SI works by lengthening and opening the patterns in the connective tissue. As a result the thickened, toughened tissue becomes soft, re-hydrated and more pliable, thus allowing movement and flexibility. Structural Integration changes the body's compensations because it organizes the imbalances in the tissue. The systematic approach to relating gravity through the myofascial layers aligns the body and improves posture. The body lengthens allowing muscles the space to work and joints the freedom to function.
What are the benefits?
Structural Integration is a very personal process. It is important to remember that because no two people are alike, their experience and the benefits will never be exactly the same. As a result of the process people often appear taller and slimmer. Some actually gain anywhere from 1/4" to over one inch in height. Feelings of discomfort or pain are often alleviated. Other often experienced benefits are greater flexibility, a feeling of lightness and fluidity, better balance, increased breathing capacity, increased energy and greater self-confidence.

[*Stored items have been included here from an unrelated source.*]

#[test]
fn test_step_from_breakpoint_without_symbols_advances()
{
    let stub = FakeStub::start(Target::default());
    let mut session = DebugSession::new(test_config());
    let events = session.subscribe();
    session.open(stub.address()).unwrap();
    wait_for(&events, is_stopped);
    session.remote().add_breakpoint(at(0x1000), BreakpointKind::User).unwrap();

    session.step(None).unwrap();
    match wait_for(&events, is_stopped) {
        SessionEvent::Stopped { pc, breakpoint, .. } => {
            assert_eq!(pc, Some(at(0x1001)));
            assert_eq!(breakpoint, None);
        }
        other => panic!("expected Stopped, got {other:?}"),
    }
    session.step(None).unwrap();

    assert_eq!(stub.target().executed, vec![0x1000, 0x1001]);
    assert_eq!(stub.target().registers.pc(), at(0x1002));
    assert_eq!(stub.target().byte(at(0x1000)), Some(0xCC));
    assert_eq!(session.breakpoints()[0].hit_count, 0);
}

#[test]
fn test_step_from_breakpoint_on_last_instruction_of_line()
{
    let mut target = Target::default();
    target.registers.set_pc(at(0x1003));
    let stub = FakeStub::start(target);
    let (session, events) = open(&stub);
    session.remote().add_breakpoint(at(0x1003), BreakpointKind::User).unwrap();

    // 0x1003 ends line 3; one instruction reaches line 4.
    session.step(None).unwrap();
    assert_eq!(stub.target().executed, vec![0x1003]);
    assert_eq!(stub.target().registers.pc(), at(0x1004));
    match wait_for(&events, is_stopped) {
        SessionEvent::Stopped { pc, breakpoint, .. } => {
            assert_eq!(pc, Some(at(0x1004)));
            assert_eq!(breakpoint, None);
        }
        other => panic!("expected Stopped, got {other:?}"),
    }
    assert_eq!(session.position_from_address(at(0x1004)).unwrap().line, 3);

    // The next step runs the whole of line 4.
    session.step(None).unwrap();
    assert_eq!(stub.target().executed, (0x1003..0x100c).collect::<Vec<u64>>());
    assert_eq!(stub.target().byte(at(0x1003)), Some(0xCC));
    assert_eq!(session.breakpoints()[0].hit_count, 0);
}

#[test]
fn test_step_without_symbols_is_one_instruction()
{
    let stub = FakeStub::start(Target::default());
    let mut session = DebugSession::new(test_config());
    let events = session.subscribe();
    session.open(stub.address()).unwrap();
    wait_for(&events, is_stopped);
    assert!(!session.resolver().is_loaded());

    session.step(None).unwrap();
    assert_eq!(stub.target().executed, vec![0x1000]);
}

#[test]
fn test_step_honours_instruction_limit()
{
    let stub = FakeStub::start(Target::default());
    let mut config = test_config();
    config.max_step_instructions = Some(3);
    let mut session = DebugSession::with_symbols(config, hello_database());
    let events = session.subscribe();
    session.open(stub.address()).unwrap();
    wait_for(&events, is_stopped);

    // Line 3 spans four instructions.
    session.step(None).unwrap();
    assert_eq!(stub.target().executed, vec![0x1000, 0x1001, 0x1002]);
}

#[test]
fn test_step_over_removes_temporaries_before_stop()
{
    let stub = FakeStub::start(Target::default());
    let (session, events) = open(&stub);

    // The caller's return address slot is zero, so only line starts are targets.
    session.step_over(None).unwrap();

    match wait_for(&events, is_stopped) {
        SessionEvent::Stopped { pc, breakpoint, .. } => {
            assert_eq!(pc, Some(at(0x1004)));
            assert_eq!(breakpoint, None);
        }
        other => panic!("expected Stopped, got {other:?}"),
    }
    assert!(session.breakpoints().is_empty());
    for address in [0x1004, 0x100c, 0x1020, 0x1030] {
        assert_eq!(stub.target().byte(at(address)), Some(0x90));
    }
}

#[test]
fn test_step_out_targets_return_address()
{
    let mut target = Target::default();
    target.registers.set_pc(at(0x1048));
    target.write_u64(0x7000, at(0x1010).value());
    target.run_forever = true;
    let stub = FakeStub::start(target);
    let (session, events) = open(&stub);

    session.step_out(None).unwrap();
    let breakpoints = session.breakpoints();
    assert_eq!(breakpoints.len(), 1);
    assert_eq!(breakpoints[0].address, at(0x1010));
    assert_eq!(breakpoints[0].kind, BreakpointKind::Temporary);

    session.request_break().unwrap();
    wait_for(&events, is_stopped);
    assert!(session.breakpoints().is_empty());
    assert_eq!(stub.target().byte(at(0x1010)), Some(0x90));
}

#[test]
fn test_step_out_without_caller_is_unsupported()
{
    let stub = FakeStub::start(Target::default());
    let (session, _events) = open(&stub);
    // Return address slot at the bottom of the stack is zero.
    let err = session.step_out(None).unwrap_err();
    assert!(matches!(err, DebuggerError::Unsupported(_)));
    assert!(session.breakpoints().is_empty());
}

#[test]
fn test_request_break_interrupts_running_target()
{
    let stub = FakeStub::start(Target {
        run_forever: true,
        ..Target::default()
    });
    let (session, events) = open(&stub);

    session.continue_execution().unwrap();
    assert!(session.remote().is_running());
    session.request_break().unwrap();
    let stopped = wait_for(&events, is_stopped);
    assert_eq!(stop_reason(&stopped), Some(StopReason::Signal(2)));
    assert!(!session.remote().is_running());
}

#[test]
fn test_request_break_while_stopped_does_nothing()
{
    let stub = FakeStub::start(Target::default());
    let (session, _events) = open(&stub);
    session.request_break().unwrap();
    assert!(!stub.target().commands.iter().any(|command| command == "\\x03"));
}

#[test]
fn test_output_arrives_before_stop()
{
    let stub = FakeStub::start(Target {
        output: Some("hello, world\n".to_string()),
        ..Target::default()
    });
    let (session, events) = open(&stub);

    session.continue_execution().unwrap();
    let event = wait_for(&events, |event| matches!(event, SessionEvent::Output(_) | SessionEvent::Stopped { .. }));
    assert_eq!(event, SessionEvent::Output("hello, world\n".to_string()));
    let stopped = wait_for(&events, is_stopped);
    assert_eq!(stop_reason(&stopped), Some(StopReason::Exited(0)));
}

#[test]
fn test_close_while_running()
{
    let stub = FakeStub::start(Target {
        run_forever: true,
        ..Target::default()
    });
    let (session, events) = open(&stub);
    session.continue_execution().unwrap();

    session.close().unwrap();
    assert_eq!(session.state(), SessionState::Closed);
    wait_for(&events, |event| *event == SessionEvent::Closed);
    // Closing again is a no-op.
    session.close().unwrap();
}

#[test]
fn test_close_restores_breakpoint_bytes()
{
    let stub = FakeStub::start(Target::default());
    let (session, _events) = open(&stub);
    session.set_breakpoint(Path::new(SOURCE_PATH), 9).unwrap();
    assert_eq!(stub.target().byte(at(0x1030)), Some(0xCC));

    session.close().unwrap();
    assert_eq!(stub.target().byte(at(0x1030)), Some(0x90));
    assert!(session.breakpoints().is_empty());
}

Are there psychological benefits?
While Structural Integration is primarily concerned with physical changes in the body, it affects the whole person. We are made up of emotions, attitudes, belief systems and behavior patterns as well as the physical being. All are related. Align the physical structure and it will open up the individual's potential. Clients often report positive changes, stating less stress, greater self-confidence and improved ability to handle life's changes. Such changes have been reported in all age groups.
How does Structural Integration feel? (Or in the words of so many, does it hurt?!)
I find it interesting that many people who have opinions about Structural Integration being painful have never experienced the process. Much of this reputation for pain came from the early days when Structural Integration was first gaining public recognition. Since that time, the process has greatly evolved. As far as the actual experience is concerned, the area being worked will vary in sensation and feeling depending upon injuries to an area or holding of chronic stress as well as other factors. Feelings can range from pleasurable release to momentary discomfort. My goal is to make each client's experience one of self empowerment. This process is yours not mine. We will work together at your level and pace.
Does Structural Integration last?
Yes, but keep in mind however, as life changes, bodies change in response. All injuries, accidents, lengthy illnesses and emotional stress may necessitate additional work.